Publication year - 2007
Publication title -
journal of food processing and preservation
Language(s) - English
Resource type - Journals
SCImago Journal Rank - 0.511
H-Index - 48
eISSN - 1745-4549
pISSN - 0145-8892
DOI - 10.1111/j.1745-4549.2007.00110.x
Subject(s) - ipomoea , lactic acid , fermentation , food science , lactic acid fermentation , chemistry , biology , botany , bacteria , genetics
Lactic acid (LA) fermentation has many benefits. It is feasible in small scale, inexpensive, and does not require additives and confers organoleptic characteristics to the foodstuff according to the habits and requirement of the consumers. Sweet potato roots were pickled by lactic fermentation by brining the cut and blanched roots in common salt (NaCl, 2–10%) solution and subsequently inoculated with a strain of Lactobacillus plantarum (MTCC 1407) for 28 days.
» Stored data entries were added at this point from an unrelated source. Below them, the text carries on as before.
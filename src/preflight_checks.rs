//! Pre-flight space checks for database operations

use crate::page::PAGE_SIZE;
use crate::space_info::SpaceInfo;

/// Pre-flight check for bulk operations
pub struct PreflightCheck {
    /// Available pages in the database
    pub available_pages: u64,
    /// Estimated pages needed for operation
    pub estimated_pages: u64,
    /// Whether the operation can proceed
    pub can_proceed: bool,
    /// Warning message if space is tight
    pub warning: Option<String>,
}

impl PreflightCheck {
    /// Check if a bulk insert operation has enough space
    pub fn check_bulk_insert(
        space_info: &SpaceInfo,
        num_entries: usize,
        avg_key_size: usize,
        avg_value_size: usize,
    ) -> Self {
        let available_pages = space_info.pages_remaining();
        let entry_size = avg_key_size + avg_value_size;
        
        // Estimate pages needed
        let pages_per_entry = if entry_size <= PAGE_SIZE / 2 {
            // Multiple entries per page, but account for B-tree overhead
            0.5
        } else {
            // Overflow pages needed
            ((entry_size + PAGE_SIZE - 1) / PAGE_SIZE) as f64
        };
        
        // Add B-tree overhead (nodes, splits, etc.)
        let btree_overhead = 1.3;
        let estimated_pages = ((num_entries as f64 * pages_per_entry) * btree_overhead) as u64;
        
        // Safety margin
        let required_pages = (estimated_pages as f64 * 1.2) as u64;
        
        let can_proceed = required_pages <= available_pages;
        
        let warning = if !can_proceed {
            Some(format!(
                "Insufficient space: need ~{} pages but only {} available. \
                 Consider increasing map_size by at least {} MB.",
                required_pages,
                available_pages,
                ((required_pages - available_pages) * PAGE_SIZE as u64) / (1024 * 1024)
            ))
        } else if required_pages > available_pages * 80 / 100 {
            Some(format!(
                "Warning: Operation will use ~{}% of remaining space",
                (required_pages * 100) / available_pages
            ))
        } else {
            None
        };
        
        PreflightCheck {
            available_pages,
            estimated_pages: required_pages,
            can_proceed,
            warning,
        }
    }
    
    /// Check if a single large value has enough space
    pub fn check_large_value(
        space_info: &SpaceInfo,
        value_size: usize,
    ) -> Self {
        let available_pages = space_info.pages_remaining();
        let pages_needed = ((value_size + PAGE_SIZE - 1) / PAGE_SIZE) as u64;
        
        // Add some overhead for B-tree operations
        let required_pages = pages_needed + 10;
        
        let can_proceed = required_pages <= available_pages;
        
        let warning = if !can_proceed {
            Some(format!(
                "Insufficient space for {} byte value: need {} pages but only {} available",
                value_size, required_pages, available_pages
            ))
        } else {
            None
        };
        
        PreflightCheck {
            available_pages,
            estimated_pages: required_pages,
            can_proceed,
            warning,
        }
    }
    
    /// Check if a transaction with estimated changes has enough space
    pub fn check_transaction(
        space_info: &SpaceInfo,
        estimated_inserts: usize,
        estimated_updates: usize,
        avg_entry_size: usize,
    ) -> Self {
        let available_pages = space_info.pages_remaining();
        
        // Calculate pages for inserts
        let pages_per_entry = ((avg_entry_size + PAGE_SIZE - 1) / PAGE_SIZE).max(1) as f64;
        let insert_pages = (estimated_inserts as f64 * pages_per_entry) as u64;
        
        // Updates might need COW pages
        let update_pages = (estimated_updates as f64 * 0.5) as u64;
        
        // Add overhead for B-tree operations, splits, etc.
        let overhead_pages = ((insert_pages + update_pages) as f64 * 0.3) as u64;
        
        let estimated_pages = insert_pages + update_pages + overhead_pages;
        let required_pages = (estimated_pages as f64 * 1.2) as u64; // Safety margin
        
        let can_proceed = required_pages <= available_pages;
        
        let warning = if !can_proceed {
            Some(format!(
                "Transaction may require ~{} pages but only {} available",
                required_pages, available_pages
            ))
        } else if required_pages > available_pages * 70 / 100 {
            Some(format!(
                "Warning: Large transaction will use ~{}% of remaining space",
                (required_pages * 100) / available_pages
            ))
        } else {
            None
        };
        
        PreflightCheck {
            available_pages,
            estimated_pages: required_pages,
            can_proceed,
            warning,
        }
    }
}

/// Helper trait for types that can estimate their space requirements
pub trait SpaceEstimate {
    /// Estimate the number of pages this value will require
    fn estimate_pages(&self) -> u64;
}

impl SpaceEstimate for Vec<u8> {
    fn estimate_pages(&self) -> u64 {
        ((self.len() + PAGE_SIZE - 1) / PAGE_SIZE) as u64
    }
}

impl SpaceEstimate for &[u8] {
    fn estimate_pages(&self) -> u64 {
        ((self.len() + PAGE_SIZE - 1) / PAGE_SIZE) as u64
    }
}

impl SpaceEstimate for String {
    fn estimate_pages(&self) -> u64 {
        ((self.len() + PAGE_SIZE - 1) / PAGE_SIZE) as u64
    }
}

impl SpaceEstimate for &str {
    fn estimate_pages(&self) -> u64 {
        ((self.len() + PAGE_SIZE - 1) / PAGE_SIZE) as u64
    }
}
//! Test the exact scenario from the stress test

use std::sync::Arc;
use tempfile::TempDir;
use vellum::{
    db::Database,
    env::EnvBuilder,
    error::Result,
};

#[test]
fn test_exact_stress_scenario() -> Result<()> {
    let dir = TempDir::new()?;
    let env = Arc::new(
        EnvBuilder::new()
            .map_size(200 * 1024 * 1024)
            
            .open(dir.path())?,
    );
    
    let mut txn = env.write_txn()?;
    let db: Database<Vec<u8>, Vec<u8>> = env.create_database(&mut txn, None)?;
    txn.commit()?;
    
    // First, insert 100 entries with value_size=50 in batches of 25
    let value_size = 50;
    eprintln!("Testing value_size={}", value_size);
    
    let batch_size = 25;
    for batch_start in (0..100).step_by(batch_size) {
        let mut txn = env.write_txn()?;
        
        let batch_end = std::cmp::min(batch_start + batch_size, 100);
        eprintln!("Inserting batch {} to {}", batch_start, batch_end);
        
        for i in batch_start..batch_end {
            let key = format!("size_{}_key_{:04}", value_size, i.to_string()).into_bytes();
            let value = vec![42u8; value_size];
            match db.put(&mut txn, key.clone(), value) {
                Ok(_) => {},
                Err(e) => {
                    eprintln!("Failed to insert key {} in batch: {:?}", 
                        String::from_utf8_lossy(&key), e);
                    return Err(e);
                }
            }
        }
        
        txn.commit()?;
        
        // Verify the batch was committed
        let read_txn = env.read_txn()?;
        let mut cursor = db.cursor(&read_txn)?;
        let mut count = 0;
        if let Ok(Some(_)) = cursor.first() {
            count += 1;
            while let Ok(Some(_)) = cursor.next_raw() {
                count += 1;
            }
        }
        eprintln!("After batch ending at {}, database has {} entries", batch_end, count);
    }
    
    eprintln!("Successfully inserted 100 entries with value_size=50");
    
    // Now try to insert a single entry with value_size=100
    let value_size = 100;
    eprintln!("Testing value_size={}", value_size);
    
    let mut txn = env.write_txn()?;
    
    let key = format!("size_{}_key_{:04}", value_size, 0).into_bytes();
    let value = vec![42u8; value_size];
    
    eprintln!("About to insert key: {}", String::from_utf8_lossy(&key));
    
    match db.put(&mut txn, key.clone(), value) {
        Ok(_) => {
            eprintln!("Successfully inserted first entry with value_size=100");
            txn.commit()?;
        }
        Err(e) => {
            eprintln!("Failed to insert first entry with value_size=100: {:?}", e);
            
            // Let's check the database state
            drop(txn);
            
            // First check with a fresh read transaction
            let read_txn = env.read_txn()?;
            let mut cursor = db.cursor(&read_txn)?;
            let mut count = 0;
            let mut first_key = None;
            let mut last_key: Option<Vec<u8>> = None;
            
            if let Ok(Some((k, _))) = cursor.first() {
                first_key = Some(k.clone());
                count += 1;
                while let Ok(Some((k, _))) = cursor.next_raw() {
                    last_key = Some(k.to_vec());
                    count += 1;
                }
            }
            
            if last_key.is_none() && first_key.is_some() {
                last_key = first_key.clone();
            }
            
            eprintln!("Database currently has {} entries", count);
            if let Some(k) = first_key {
                eprintln!("First key: {}", String::from_utf8_lossy(&k));
            }
            if let Some(k) = last_key {
                eprintln!("Last key: {}", String::from_utf8_lossy(&k));
            }
            
            // Check keys around where we're trying to insert
            let target_key = format!("size_{}_key_{:04}", 100, 0).into_bytes();
            eprintln!("Trying to insert key: {}", String::from_utf8_lossy(&target_key));
            
            return Err(e);
        }
    }
    
    Ok(())
}

#[test]
fn test_with_smaller_batches() -> Result<()> {
    let dir = TempDir::new()?;
    let env = Arc::new(
        EnvBuilder::new()
            .map_size(200 * 1024 * 1024)
            
            .open(dir.path())?,
    );
    
    let mut txn = env.write_txn()?;
    let db: Database<Vec<u8>, Vec<u8>> = env.create_database(&mut txn, None)?;
    txn.commit()?;
    
    // Insert entries with value_size=50 in smaller batches
    let value_size = 50;
    
    for batch_num in 0..10 {
        let mut txn = env.write_txn()?;
        
        for i in 0..10 {
            let idx = batch_num * 10 + i;
            let key = format!("size_{}_key_{:04}", value_size, idx).into_bytes();
            let value = vec![42u8; value_size];
            db.put(&mut txn, key, value)?;
        }
        
        txn.commit()?;
    }
    
    eprintln!("Successfully inserted 100 entries with value_size=50 in batches of 10");
    
    // Now try value_size=100
    let value_size = 100;
    let mut txn = env.write_txn()?;
    
    for i in 0..10 {
        let key = format!("size_{}_key_{:04}", value_size, i.to_string()).into_bytes();
        let value = vec![42u8; value_size];
        
        match db.put(&mut txn, key.clone(), value) {
            Ok(_) => eprintln!("Inserted entry {} with value_size=100", i),
            Err(e) => {
                eprintln!("Failed at entry {} with value_size=100: {:?}", i, e);
                return Err(e);
            }
        }
    }
    
    txn.commit()?;
    eprintln!("Successfully inserted entries with value_size=100");
    
    Ok(())
}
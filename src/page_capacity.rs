//! Page capacity management and fill factor strategies
//!
//! This module provides strategies for managing page capacity to prevent
//! premature page full errors and improve overall database performance.

use crate::page::{PageHeader, PAGE_SIZE};

/// Default fill factor for pages (90%)
pub const DEFAULT_FILL_FACTOR: f32 = 0.90;

/// Fill factor for append-heavy workloads (95%)
pub const APPEND_FILL_FACTOR: f32 = 0.95;

/// Fill factor for random insert workloads (85%)
pub const RANDOM_FILL_FACTOR: f32 = 0.85;

/// Minimum free space to maintain in pages (bytes)
pub const MIN_FREE_SPACE: usize = 64;

/// Page capacity configuration
#[derive(Debug, Clone, Copy)]
pub struct PageCapacityConfig {
    /// Target fill factor (0.0 to 1.0)
    pub fill_factor: f32,
    /// Minimum free space to maintain
    pub min_free_space: usize,
    /// Whether to use adaptive fill factors
    pub adaptive: bool,
}

impl Default for PageCapacityConfig {
    fn default() -> Self {
        Self {
            fill_factor: DEFAULT_FILL_FACTOR,
            min_free_space: MIN_FREE_SPACE,
            adaptive: true,
        }
    }
}

impl PageCapacityConfig {
    /// Create a configuration for append-heavy workloads
    pub fn append_optimized() -> Self {
        Self {
            fill_factor: APPEND_FILL_FACTOR,
            min_free_space: MIN_FREE_SPACE,
            adaptive: false,
        }
    }

    /// Create a configuration for random insert workloads
    pub fn random_optimized() -> Self {
        Self {
            fill_factor: RANDOM_FILL_FACTOR,
            min_free_space: MIN_FREE_SPACE * 2,
            adaptive: false,
        }
    }
}

/// Check if a page has enough space for a new entry
pub fn has_space_for_entry(
    header: &PageHeader,
    entry_size: usize,
    config: &PageCapacityConfig,
) -> bool {
    let free_space = header.free_space();
    let total_data_space = PAGE_SIZE - PageHeader::SIZE;
    let usable_space = (total_data_space as f32 * config.fill_factor) as usize;
    let used_space = (header.lower as usize - PageHeader::SIZE) + (PAGE_SIZE - header.upper as usize);
    
    // Check against fill factor
    if used_space + entry_size > usable_space {
        return false;
    }
    
    // Check against minimum free space
    if free_space < entry_size + config.min_free_space {
        return false;
    }
    
    // Additional check for pointer array growth
    let pointer_size = std::mem::size_of::<u16>();
    if free_space < entry_size + pointer_size {
        return false;
    }
    
    true
}

/// Calculate the optimal split point for a page
pub fn calculate_split_point(
    num_entries: usize,
    is_append: bool,
    config: &PageCapacityConfig,
) -> usize {
    if is_append && config.adaptive {
        // For append operations, split at 75% to leave more space in the left page
        (num_entries * 3) / 4
    } else if !config.adaptive {
        // Use standard 50/50 split
        num_entries / 2
    } else {
        // Adaptive split based on fill factor
        let split_ratio = 0.5 + (1.0 - config.fill_factor) * 0.5;
        (num_entries as f32 * split_ratio) as usize
    }
}

/// Page capacity statistics for monitoring
#[derive(Debug, Default)]
pub struct PageCapacityStats {
    /// Total number of pages
    pub total_pages: usize,
    /// Number of pages at or above fill factor
    pub full_pages: usize,
    /// Average page utilization (0.0 to 1.0)
    pub avg_utilization: f32,
    /// Number of page splits
    pub splits: usize,
    /// Number of rejected insertions due to capacity
    pub rejections: usize,
}

impl PageCapacityStats {
    /// Update statistics with a page's current state
    pub fn update_page(&mut self, header: &PageHeader) {
        self.total_pages += 1;
        let utilization = 1.0 - (header.free_space() as f32 / (PAGE_SIZE - PageHeader::SIZE) as f32);
        self.avg_utilization = (self.avg_utilization * (self.total_pages - 1) as f32 + utilization) / self.total_pages as f32;
        
        if utilization >= DEFAULT_FILL_FACTOR {
            self.full_pages += 1;
        }
    }
    
    /// Record a page split
    pub fn record_split(&mut self) {
        self.splits += 1;
    }
    
    /// Record a rejected insertion
    pub fn record_rejection(&mut self) {
        self.rejections += 1;
    }
}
The treatment with 8–10% brine solution was found to be the most acceptable organoleptically. The final product with 8 and 10% brine solutions had a pH of 2.9–3.0, titratable acidity of 2.9–3.7 g/kg, LA of 2.6–3.2 g/kg and starch of 58–68 g/kg on fresh weight basis. Sensory evaluation rated the sweet potato lacto‐pickle acceptable based on texture, taste, aroma, flavor and aftertaste. Principal component analyses reduced the six original analytical variables to two independent components (factors), which accounted for 92% of the total variations.